Returning to the main topic, note that in Equation [eq:det-iuv] and its derivation, we do not need to assume that U and V are square matrices. Thus, Equation [eq:det-iuv] actually holds for non-square matrices, as long as the identity matrix I automatically matches the size of UV and VU. Specifically, if U and V are column and row vectors respectively, then VU is a scalar, the corresponding I is 1, and its determinant is itself, i.e., \det(I + UV) = 1 + VU. Using this special case, we have: \begin{equation} \begin{aligned} \mathcal{G}_L(z|\bar{K}) =&\, z^{-1}\left[1+\tilde{C}^*\left(z^{-1}I - \bar{A}\right)^{-1}\bar{B} - 1 \right]\\ =&\, z^{-1}\left[\det\left(I + \left(z^{-1} I - \bar{A}\right)^{-1}\bar{B}\tilde{C}^*\right) - 1\right]\\ =&\, z^{-1}\left\{\det\left[\left(z^{-1} I - \bar{A}\right)^{-1}\left(z^{-1} I - \bar{A} + \bar{B}\tilde{C}^*\right)\right] - 1\right\} \\ =&\, z^{-1}\left[\frac{\det(z^{-1} I - \bar{A} + \bar{B}\tilde{C}^*)}{\det(z^{-1} I - \bar{A})} - 1\right] \\ =&\, \frac{z^{d-1}\left[\det(z^{-1} I - \bar{A} + \bar{B}\tilde{C}^*)-\det(z^{-1} I - \bar{A})\right]}{z^d\det(z^{-1} I - \bar{A})} \\ \end{aligned} \end{equation} The term \det(z^{-1} I - \bar{A}) in the denominator is the characteristic polynomial of the matrix \bar{A} with \lambda=z^{-1} as the variable. It is a monic polynomial of degree d in z^{-1}. After multiplying by z^d, it becomes a polynomial of degree d in z with a constant term of 1. Similarly, \det(z^{-1} I - \bar{A} + \bar{B}\tilde{C}^*) in the numerator is the characteristic polynomial of \bar{A} - \bar{B}\tilde{C}^* (a monic polynomial of degree d in z^{-1}). Subtracting \det(z^{-1} I - \bar{A}) yields a polynomial of degree d-1 in z^{-1}, which becomes a polynomial of degree d-1 in z after multiplying by z^{d-1}. Therefore, the vector a consists of the coefficients of the polynomial \det(\lambda I - \bar{A}) excluding the highest-degree term, while the vector b consists of the coefficients of the polynomial \det(\lambda I - \bar{A} + \bar{B}\tilde{C}^*) - \det(\lambda I - \bar{A}) (sorted from highest to lowest degree).
A Sudden Surprise
Now let’s pause and think about what we have done and where we are going.

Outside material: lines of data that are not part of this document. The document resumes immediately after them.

use super::*;
use axum::{
    body::{to_bytes, Body},
    http::{Request, StatusCode},
};
use gamehooks_config::DispatchConfig;
use gamehooks_registry::{EndpointStore, HttpDispatcher, StaticEventCatalog, WebhookRegistry};
use serde_json::{json, Value};
use tempfile::TempDir;
use tower::ServiceExt;

async fn create_test_router(prefix: &str) -> (TempDir, Router) {
    let temp_dir = TempDir::new().unwrap();
    let store = Arc::new(
        EndpointStore::open(temp_dir.path().join("webhooks.json"))
            .await
            .unwrap(),
    );
    let catalog = Arc::new(StaticEventCatalog::new([
        "player.join",
        "player.leave",
        "entity.killed",
    ]));
    let config = DispatchConfig {
        timeout_seconds: 1,
        ..Default::default()
    };
    let dispatcher = Arc::new(HttpDispatcher::new(&config).unwrap());
    let registry = Arc::new(WebhookRegistry::new(store, catalog, dispatcher));
    let router = create_router(Arc::new(AppState::new(registry)), prefix);
    (temp_dir, router)
}

async fn send(app: &Router, method: &str, uri: &str, body: Option<Value>) -> (StatusCode, Value) {
    let mut builder = Request::builder().method(method).uri(uri);
    let body = match body {
        Some(value) => {
            builder = builder.header("content-type", "application/json");
            Body::from(serde_json::to_string(&value).unwrap())
        }
        None => Body::empty(),
    };

    let response = app
        .clone()
        .oneshot(builder.body(body).unwrap())
        .await
        .unwrap();
    let status = response.status();
    let bytes = to_bytes(response.into_body(), usize::MAX).await.unwrap();
    let json = if bytes.is_empty() {
        Value::Null
    } else {
        serde_json::from_slice(&bytes).unwrap()
    };
    (status, json)
}

async fn register_endpoint(app: &Router, events: Value) -> Value {
    let (status, body) = send(
        app,
        "POST",
        "/hooks",
        Some(json!({
            "description": "Player feed",
            "url": "http://127.0.0.1:1/hook",
            "enabledEvents": events
        })),
    )
    .await;
    assert_eq!(status, StatusCode::CREATED, "{}", body);
    body
}

#[tokio::test]
async fn test_liveness_probe() {
    let response = liveness_probe().await;
    assert_eq!(response.0["status"], "alive");

    let (_dir, app) = create_test_router("/hooks").await;
    let (status, body) = send(&app, "GET", "/livez", None).await;
    assert_eq!(status, StatusCode::OK);
    assert_eq!(body["status"], "alive");
}

#[tokio::test]
async fn test_list_empty() {
    let (_dir, app) = create_test_router("/hooks").await;
    let (status, body) = send(&app, "GET", "/hooks", None).await;
    assert_eq!(status, StatusCode::OK);
    assert_eq!(body, json!({"endpoints": []}));
}

#[tokio::test]
async fn test_create_endpoint() {
    let (_dir, app) = create_test_router("/hooks").await;
    let body = register_endpoint(&app, json!(["player\\..*"])).await;

    assert_eq!(body["description"], "Player feed");
    assert_eq!(body["status"], "Enabled");
    assert_eq!(body["enabledEvents"], json!(["player\\..*"]));
    assert!(body["secret"].as_str().unwrap().starts_with("vrsec_"));
    assert!(body["created"].is_i64());

    let (_, listed) = send(&app, "GET", "/hooks", None).await;
    assert_eq!(listed["endpoints"].as_array().unwrap().len(), 1);
    assert_eq!(listed["endpoints"][0]["id"], body["id"]);
}

#[tokio::test]
async fn test_create_validation_error() {
    let (_dir, app) = create_test_router("/hooks").await;
    let (status, body) = send(
        &app,
        "POST",
        "/hooks",
        Some(json!({"url": "http://127.0.0.1:1/hook", "enabledEvents": ["nope"]})),
    )
    .await;

    assert_eq!(status, StatusCode::BAD_REQUEST);
    assert!(body["error"].as_str().unwrap().contains("nope"));

    let (_, listed) = send(&app, "GET", "/hooks", None).await;
    assert!(listed["endpoints"].as_array().unwrap().is_empty());
}

#[tokio::test]
async fn test_create_malformed_body() {
    let (_dir, app) = create_test_router("/hooks").await;
    let (status, body) = send(&app, "POST", "/hooks", Some(json!({"description": "no url"}))).await;
    assert_eq!(status, StatusCode::BAD_REQUEST);
    assert!(body["error"].is_string());
}

#[tokio::test]
async fn test_get_endpoint() {
    let (_dir, app) = create_test_router("/hooks").await;
    let created = register_endpoint(&app, json!(["player.join"])).await;
    let id = created["id"].as_str().unwrap();

    let (status, body) = send(&app, "GET", &format!("/hooks/{}", id), None).await;
    assert_eq!(status, StatusCode::OK);
    assert_eq!(body, created);
}

#[tokio::test]
async fn test_get_unknown_endpoint() {
    let (_dir, app) = create_test_router("/hooks").await;
    let id = uuid::Uuid::new_v4();
    let (status, body) = send(&app, "GET", &format!("/hooks/{}", id), None).await;

    assert_eq!(status, StatusCode::NOT_FOUND);
    assert_eq!(
        body["error"],
        format!("The endpoint with id {} does not exist", id)
    );
}

#[tokio::test]
async fn test_malformed_id() {
    let (_dir, app) = create_test_router("/hooks").await;

    let (status, body) = send(&app, "GET", "/hooks/not-a-uuid", None).await;
    assert_eq!(status, StatusCode::BAD_REQUEST);
    assert!(body["error"].as_str().unwrap().contains("not-a-uuid"));

    let (status, _) = send(&app, "DELETE", "/hooks/not-a-uuid", None).await;
    assert_eq!(status, StatusCode::BAD_REQUEST);
}

#[tokio::test]
async fn test_update_endpoint() {
    let (_dir, app) = create_test_router("/hooks").await;
    let created = register_endpoint(&app, json!(["player.join"])).await;
    let uri = format!("/hooks/{}", created["id"].as_str().unwrap());

    let (status, body) = send(&app, "POST", &uri, Some(json!({"disable": true}))).await;
    assert_eq!(status, StatusCode::OK);
    assert_eq!(body["status"], "Disabled");
    assert_eq!(body["enabledEvents"], created["enabledEvents"]);
    assert_eq!(body["secret"], created["secret"]);

    let (status, body) = send(
        &app,
        "POST",
        &uri,
        Some(json!({"enabledEvents": ["castle.sieged"]})),
    )
    .await;
    assert_eq!(status, StatusCode::BAD_REQUEST);
    assert!(body["error"].as_str().unwrap().contains("castle.sieged"));

    let (_, current) = send(&app, "GET", &uri, None).await;
    assert_eq!(current["enabledEvents"], json!(["player.join"]));
}

#[tokio::test]
async fn test_update_unknown_endpoint() {
    let (_dir, app) = create_test_router("/hooks").await;
    let uri = format!("/hooks/{}", uuid::Uuid::new_v4());
    let (status, _) = send(&app, "POST", &uri, Some(json!({"disable": true}))).await;
    assert_eq!(status, StatusCode::NOT_FOUND);
}

#[tokio::test]
async fn test_delete_endpoint() {
    let (_dir, app) = create_test_router("/hooks").await;
    let created = register_endpoint(&app, json!(["player.join"])).await;
    let id = created["id"].as_str().unwrap();
    let uri = format!("/hooks/{}", id);

    let (status, body) = send(&app, "DELETE", &uri, None).await;
    assert_eq!(status, StatusCode::OK);
    assert_eq!(body, json!({"id": id, "deleted": true}));

    let (status, body) = send(&app, "DELETE", &uri, None).await;
    assert_eq!(status, StatusCode::OK);
    assert_eq!(body["deleted"], false);
}

#[tokio::test]
async fn test_available_events() {
    let (_dir, app) = create_test_router("/hooks").await;
    let (status, body) = send(&app, "GET", "/hooks/available-events", None).await;
    assert_eq!(status, StatusCode::OK);
    assert_eq!(
        body,
        json!({"availableEvents": ["player.join", "player.leave", "entity.killed"]})
    );
}

#[tokio::test]
async fn test_fire_event() {
    let (_dir, app) = create_test_router("/hooks").await;
    register_endpoint(&app, json!(["player\\..*"])).await;
    register_endpoint(&app, json!(["entity\\.killed"])).await;

    let (status, body) = send(
        &app,
        "POST",
        "/events/player.join",
        Some(json!({"player": "Alucard"})),
    )
    .await;
    assert_eq!(status, StatusCode::ACCEPTED);
    assert_eq!(
        body,
        json!({"accepted": true, "eventName": "player.join", "dispatched": 1})
    );
}

#[tokio::test]
async fn test_fire_event_empty_body() {
    let (_dir, app) = create_test_router("/hooks").await;
    let (status, body) = send(&app, "POST", "/events/player.leave", None).await;
    assert_eq!(status, StatusCode::ACCEPTED);
    assert_eq!(body["dispatched"], 0);
}

#[tokio::test]
async fn test_fire_event_invalid_json() {
    let (_dir, app) = create_test_router("/hooks").await;
    let response = app
        .clone()
        .oneshot(
            Request::builder()
                .method("POST")
                .uri("/events/player.join")
                .header("content-type", "application/json")
                .body(Body::from("{ broken"))
                .unwrap(),
        )
        .await
        .unwrap();
    assert_eq!(response.status(), StatusCode::BAD_REQUEST);
}

#[tokio::test]
async fn test_disabled_endpoint_not_dispatched() {
    let (_dir, app) = create_test_router("/hooks").await;
    let created = register_endpoint(&app, json!(["player\\..*"])).await;
    let uri = format!("/hooks/{}", created["id"].as_str().unwrap());
    send(&app, "POST", &uri, Some(json!({"disable": true}))).await;

    let (_, body) = send(&app, "POST", "/events/player.join", Some(json!({}))).await;
    assert_eq!(body["dispatched"], 0);
}

#[tokio::test]
async fn test_custom_prefix() {
    let (_dir, app) = create_test_router("/api/webhooks").await;
    let (status, _) = send(&app, "GET", "/api/webhooks", None).await;
    assert_eq!(status, StatusCode::OK);

    let (status, _) = send(&app, "GET", "/api/webhooks/available-events", None).await;
    assert_eq!(status, StatusCode::OK);

    let (status, _) = send(&app, "GET", "/hooks", None).await;
    assert_eq!(status, StatusCode::NOT_FOUND);
}

#[tokio::test]
async fn test_root_prefix() {
    let (_dir, app) = create_test_router("/").await;
    let (status, body) = send(&app, "GET", "/", None).await;
    assert_eq!(status, StatusCode::OK);
    assert_eq!(body, json!({"endpoints": []}));

    let (status, _) = send(&app, "GET", "/livez", None).await;
    assert_eq!(status, StatusCode::OK);
}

Our starting point was the linear system [eq:linear]. To make it parallelizable for training, we transformed it into a convolution of \bar{K}_{< L} and u_{< L}, which can be computed efficiently by performing DFT, multiplying, and then performing IDFT. Thus, the efficiency of this step is not an issue. Now u_{< L} is available, but \bar{K}_{< L} is unknown. The problem becomes how to efficiently compute the convolution kernel \bar{K}_{< L} = \{\tilde{C}^*\bar{A}^k\bar{B}\}_{k=0}^{L-1}. To this end, we introduced the generating function \mathcal{G}_L(z|\bar{K}). As long as we can compute \mathcal{G}_L(z|\bar{K}) efficiently, we have: \begin{equation} DFT(\bar{K}_{< L}) = \Big\{\mathcal{G}_L(z|\bar{K})\Big\}_{z=e^{-2i\pi l/L}, l=0,1,2,\dots,L-1} \end{equation} Then IDFT can recover the original \bar{K}_{< L}. For z=e^{-2i\pi l/L}, we have z^L=1, so: \begin{equation} \mathcal{G}_L(z|\bar{K}) = \tilde{C}^*(I - z^L\bar{A}^L)\left(I - z\bar{A}\right)^{-1}\bar{B} = \underbrace{\bar{C}^*(I - \bar{A}^L)}_{\tilde{C}^*}\left(I - z\bar{A}\right)^{-1}\bar{B} \end{equation} That is, we can treat the entire \bar{C}^*(I - \bar{A}^L) as a trainable parameter \tilde{C}^* and solve for the corresponding \bar{C} for inference later.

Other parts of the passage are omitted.